All over Latin America there are high levels of ground contamination by heavy metals and pesticides in mining areas and farmlands. Similarly, in rivers like the Amazon, which cuts across Peru and Brazil, the levels of mercury contamination have totally surpassed acceptable levels. Industrialized nations are responsible for exporting polluting materials, particularly those produced by the petrochemical industry, to Latin America and another issue is the development of technologies in Latin American countries which are no longer utilized in more developed areas.
Mexico and Brazil, for example, now have the technology to produce pesticides which are no longer made in industrialized countries because of environmental concerns, and sell them to other developing nations. Mexico is one of only three countries that still produces DDT. 30% of pesticides sold by transnationals to developing countries are banned in industrialized countries.

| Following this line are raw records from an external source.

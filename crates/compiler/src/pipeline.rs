//! Per-program build: compile → link → extract, each stage skipped when its
//! output is newer than its input.

use std::fs;
use std::io;
use std::path::{Path, PathBuf};
use std::time::SystemTime;

use crate::error::BuildError;
use crate::manifest::{BuildPlan, Program, SourceKind};
use crate::toolchain::Toolchain;

/// Default text address, matching `-Wl,-Ttext=0x0`.
pub const DEFAULT_LINK_ADDRESS: u64 = 0;

#[derive(Debug, Clone, Copy, PartialEq, Eq)]
pub enum Stage {
    Compile,
    Link,
    Extract,
}

/// What happened to one program during a build.
#[derive(Debug, Clone, PartialEq, Eq)]
pub struct ArtifactReport {
    pub program: String,
    pub binary: PathBuf,
    pub size: u64,
    /// Stages that actually ran; empty when everything was up to date.
    pub stages_run: Vec<Stage>,
}

impl ArtifactReport {
    pub fn is_up_to_date(&self) -> bool {
        self.stages_run.is_empty()
    }
}

#[derive(Debug)]
pub struct Builder<T: Toolchain> {
    dir: PathBuf,
    plan: BuildPlan,
    toolchain: T,
    link_address: u64,
    keep_going: bool,
}

impl<T: Toolchain> Builder<T> {
    pub fn new(dir: impl Into<PathBuf>, plan: BuildPlan, toolchain: T) -> Self {
        let link_address = plan.link_address.unwrap_or(DEFAULT_LINK_ADDRESS);
        Self {
            dir: dir.into(),
            plan,
            toolchain,
            link_address,
            keep_going: false,
        }
    }

    pub fn with_link_address(mut self, address: u64) -> Self {
        self.link_address = address;
        self
    }

    /// Continue with the remaining programs after a failure (`make -k`).
    pub fn with_keep_going(mut self, keep_going: bool) -> Self {
        self.keep_going = keep_going;
        self
    }

    pub fn dir(&self) -> &Path {
        &self.dir
    }

    pub fn plan(&self) -> &BuildPlan {
        &self.plan
    }

    pub fn toolchain(&self) -> &T {
        &self.toolchain
    }

    pub fn link_address(&self) -> u64 {
        self.link_address
    }

    /// The default target: every declared program, in plan order.
    pub fn build_all(&self) -> Result<Vec<ArtifactReport>, BuildError> {
        let programs: Vec<&Program> = self.plan.programs.iter().collect();
        self.build_programs(&programs)
    }

    /// Builds the named programs. All names are resolved before anything runs.
    pub fn build_targets<S: AsRef<str>>(&self, names: &[S]) -> Result<Vec<ArtifactReport>, BuildError> {
        if names.is_empty() {
            return self.build_all();
        }
        let mut programs = Vec::with_capacity(names.len());
        for name in names {
            let name = name.as_ref();
            let program = self
                .plan
                .find(name)
                .ok_or_else(|| BuildError::UnknownTarget(name.to_string()))?;
            programs.push(program);
        }
        self.build_programs(&programs)
    }

    fn build_programs(&self, programs: &[&Program]) -> Result<Vec<ArtifactReport>, BuildError> {
        let mut reports = Vec::with_capacity(programs.len());
        let mut failures = Vec::new();

        for program in programs {
            match self.build_program(program) {
                Ok(report) => reports.push(report),
                Err(e) if self.keep_going => {
                    log::error!("{}: {}", program.name, e);
                    failures.push((program.name.clone(), e));
                }
                Err(e) => return Err(e),
            }
        }

        if failures.is_empty() {
            Ok(reports)
        } else {
            Err(BuildError::Multiple(failures))
        }
    }

    /// Runs the out-of-date stages for one program.
    pub fn build_program(&self, program: &Program) -> Result<ArtifactReport, BuildError> {
        let source = program.source_path(&self.dir);
        let assembly = program.assembly_path(&self.dir);
        let image = program.image_path(&self.dir);
        let binary = program.binary_path(&self.dir);

        if !source.is_file() {
            return Err(BuildError::io(
                &source,
                io::Error::new(io::ErrorKind::NotFound, "source file missing"),
            ));
        }

        let mut stages_run = Vec::new();

        if program.kind() == Some(SourceKind::C) && is_stale(&assembly, &source)? {
            log::debug!("{}: compiling {}", program.name, source.display());
            self.toolchain.compile_to_assembly(&source, &assembly)?;
            stages_run.push(Stage::Compile);
        }

        if is_stale(&image, &assembly)? {
            log::debug!("{}: linking at 0x{:x}", program.name, self.link_address);
            self.toolchain.link(&assembly, &image, self.link_address)?;
            stages_run.push(Stage::Link);
        }

        let size = if is_stale(&binary, &image)? {
            log::debug!("{}: extracting {}", program.name, binary.display());
            let size = self.toolchain.extract_binary(&image, &binary)?;
            stages_run.push(Stage::Extract);
            size
        } else {
            fs::metadata(&binary)
                .map_err(|e| BuildError::io(&binary, e))?
                .len()
        };

        if stages_run.is_empty() {
            log::info!("{} is up to date", binary.display());
        } else {
            log::info!("built {} ({} bytes)", binary.display(), size);
        }

        Ok(ArtifactReport {
            program: program.name.clone(),
            binary,
            size,
            stages_run,
        })
    }

    /// Removes every generated file of every declared program. Missing files
    /// are fine; sources are never touched. Returns the files removed.
    pub fn clean(&self) -> Result<Vec<PathBuf>, BuildError> {
        let sources = self.plan.source_paths(&self.dir);
        let mut removed = Vec::new();
        for program in &self.plan.programs {
            for path in program.generated_paths(&self.dir) {
                if sources.contains(&path) {
                    log::warn!("{}: not removing source {}", program.name, path.display());
                    continue;
                }
                match fs::remove_file(&path) {
                    Ok(()) => {
                        log::debug!("removed {}", path.display());
                        removed.push(path);
                    }
                    Err(e) if e.kind() == io::ErrorKind::NotFound => {}
                    Err(e) => return Err(BuildError::io(&path, e)),
                }
            }
        }
        Ok(removed)
    }

    /// Whether `program.bin` exists and nothing upstream of it is newer.
    pub fn is_up_to_date(&self, program: &Program) -> Result<bool, BuildError> {
        let source = program.source_path(&self.dir);
        let assembly = program.assembly_path(&self.dir);
        let image = program.image_path(&self.dir);
        let binary = program.binary_path(&self.dir);

        let compile_stale =
            program.kind() == Some(SourceKind::C) && is_stale(&assembly, &source)?;
        Ok(!compile_stale && !is_stale(&image, &assembly)? && !is_stale(&binary, &image)?)
    }
}

/// Make's rule: rebuild when the output is missing or older than its input.
fn is_stale(output: &Path, input: &Path) -> Result<bool, BuildError> {
    let Some(out_time) = modified(output)? else {
        return Ok(true);
    };
    match modified(input)? {
        Some(in_time) => Ok(in_time > out_time),
        // The input is produced by an earlier stage that has not run.
        None => Ok(true),
    }
}

fn modified(path: &Path) -> Result<Option<SystemTime>, BuildError> {
    match fs::metadata(path) {
        Ok(meta) => meta
            .modified()
            .map(Some)
            .map_err(|e| BuildError::io(path, e)),
        Err(e) if e.kind() == io::ErrorKind::NotFound => Ok(None),
        Err(e) => Err(BuildError::io(path, e)),
    }
}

1.2 - Deteriorating Health Care Systems
In the 1980s, economic globalisation led to profound changes in many developing countries, including extensive social policy reforms. The IMF and the World Bank encouraged reduction in public spending, often tying this requirement to debt relief. In Latin America, budget cutbacks in the public sector have opened the door for increased private sector activity in health care.
The provision of health care services has deteriorated all over Latin America as a result. The World Bank has, for several years, encouraged and funded the involvement of US-managed care companies in Latin America, despite the recognised failures of managed care in the States. This has prompted protests and strikes all over Latin America.
In El Salvador health care workers held a nine-month long strike in 2003 against the health care privatisation scheme of President Francisco Flores. Flores was forced to accept a plan for national health care reform that includes representatives of all sectors of Salvadoran society, including the workers and their trade unions.